To make beer, one begins by making wort. Wort is essentially a tea made out of the malted barley. One cooks the barley to release all the sugars into the water. These sugars will become food for the yeast and consequently turn into alcohol. After the wort is good and sweet, one adds the hops for flavor. The wort is cooled to room temperature and transferred into the fermentation vessel (aka bucket) and usually diluted with water. Be sure that the vessel is clean and sterile before you add the wort. Now there is nothing left to do except to add the yeast, close the bucket and put on the airlock. If you are using a dried yeast, as opposed to the fancier liquid yeasts, it is a good idea to proof the yeast first by letting it sit in some warm water with a spoonful of sugar to give the yeast the right idea. If the yeast begins to froth up, then it’s ready to go into the wort. The wort should begin to bubble in about 24 hours; this is a good sign that the little yeast are doing their work. Once the wort seems to have stopped bubbling, in about two weeks, you are ready to move onto the next step: bottling your beer.

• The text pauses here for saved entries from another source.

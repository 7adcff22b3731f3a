use async_trait::async_trait;
use reqwest::Method;
use serde_json::json;

use crate::console::api::{CommandAck, ConsoleClient};
use crate::console::model::strategy::StrategyAction;
use crate::error::AppResult;

/// 控制命令面，派发器是它唯一的调用方
#[async_trait]
pub trait ControlApi: Send + Sync {
    /// POST /strategies/{name}/{pause|resume|stop|start}
    async fn strategy_action(&self, name: &str, action: StrategyAction) -> AppResult<CommandAck>;

    /// POST /strategies/pause-all
    async fn pause_all(&self) -> AppResult<CommandAck>;

    /// POST /strategies/kill
    async fn kill(&self) -> AppResult<CommandAck>;

    /// POST /strategies/unkill
    async fn unkill(&self) -> AppResult<CommandAck>;
}

#[async_trait]
impl ControlApi for ConsoleClient {
    async fn strategy_action(&self, name: &str, action: StrategyAction) -> AppResult<CommandAck> {
        let path = format!("/strategies/{}/{}", name, action.as_str());
        // stop 的请求体必须携带 confirm 标记，否则后端直接 400
        let body = match action {
            StrategyAction::Stop => Some(json!({ "strategy_name": name, "confirm": true })),
            _ => None,
        };
        self.send_request(Method::POST, &path, body).await
    }

    async fn pause_all(&self) -> AppResult<CommandAck> {
        self.send_request(Method::POST, "/strategies/pause-all", None)
            .await
    }

    async fn kill(&self) -> AppResult<CommandAck> {
        self.send_request(Method::POST, "/strategies/kill", None)
            .await
    }

    async fn unkill(&self) -> AppResult<CommandAck> {
        self.send_request(Method::POST, "/strategies/unkill", None)
            .await
    }
}
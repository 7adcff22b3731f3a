use chrono::{DateTime, Utc};

/// 格式化为 HH:MM:SS
pub fn hhmmss(datetime: DateTime<Utc>) -> String {
    datetime.format("%H:%M:%S").to_string()
}

/// 秒数转人类可读的年龄描述
pub fn age_human(seconds: i64) -> String {
    if seconds < 60 {
        format!("{}s ago", seconds)
    } else if seconds < 3600 {
        format!("{}m {}s ago", seconds / 60, seconds % 60)
    } else {
        format!("{}h {:02}m ago", seconds / 3600, (seconds % 3600) / 60)
    }
}

#[cfg(test)]
mod tests {
    use super::*;

    #[test]
    fn test_age_human() {
        assert_eq!(age_human(42), "42s ago");
        assert_eq!(age_human(125), "2m 5s ago");
        assert_eq!(age_human(3720), "1h 02m ago");
    }
}
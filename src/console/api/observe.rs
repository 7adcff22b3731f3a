use async_trait::async_trait;
use reqwest::Method;

use crate::console::api::ConsoleClient;
use crate::console::model::events::{LogsEnvelope, OrdersEnvelope};
use crate::console::model::exposure::ExposureEnvelope;
use crate::console::model::infra::InfraData;
use crate::console::model::strategy::StrategiesEnvelope;
use crate::console::model::telemetry::TelemetryData;
use crate::error::AppResult;

/// 遥测查询面，轮询器通过该 trait 取数
///
/// 测试中以内存假实现替代真实后端。
#[async_trait]
pub trait TelemetrySource: Send + Sync {
    async fn telemetry(&self) -> AppResult<TelemetryData>;
    async fn strategies(&self) -> AppResult<StrategiesEnvelope>;
    async fn exposure(&self) -> AppResult<ExposureEnvelope>;
    async fn infra(&self) -> AppResult<InfraData>;
    async fn orders(&self) -> AppResult<OrdersEnvelope>;
    async fn logs(&self) -> AppResult<LogsEnvelope>;
}

#[async_trait]
impl TelemetrySource for ConsoleClient {
    async fn telemetry(&self) -> AppResult<TelemetryData> {
        self.send_request(Method::GET, "/telemetry", None).await
    }

    async fn strategies(&self) -> AppResult<StrategiesEnvelope> {
        self.send_request(Method::GET, "/strategies", None).await
    }

    async fn exposure(&self) -> AppResult<ExposureEnvelope> {
        self.send_request(Method::GET, "/exposure", None).await
    }

    async fn infra(&self) -> AppResult<InfraData> {
        self.send_request(Method::GET, "/infra", None).await
    }

    async fn orders(&self) -> AppResult<OrdersEnvelope> {
        self.send_request(Method::GET, "/orders", None).await
    }

    async fn logs(&self) -> AppResult<LogsEnvelope> {
        self.send_request(Method::GET, "/logs", None).await
    }
}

Begin by making sure your bottles, caps and siphoning tube are clean and sterile. Some brewers advocate a solution of bleach and water to sterilize their implements, but this can leave a residue. Some mild soap and good hot water should suffice to sterilize the materials. Mix up 2/3 cup of cane sugar with two cups of warm water and stir gently into the fermented wort so as not to disturb any residue collected on the bottom. This extra sugar boost gives enough food to the yeast for them to carbonate the beer in the bottle. Now you can begin to siphon the solution into the bottles. Make sure you don’t contaminate the tube when you start to siphon by rinsing your mouth with 100 proof vodka. After you’ve filled the bottles, cap them, and set them aside in a dark cool place. How long you’ll wait before sampling the fruit of your labor depends on the recipe used, but at least two weeks is a safe bet.
There is a rich resource of brewing information out there so explore different opinions and recipes. Remember that it’s all well and good to buy somebody a drink. But to invite someone to share a homebrewed beer is a whole other level of classy.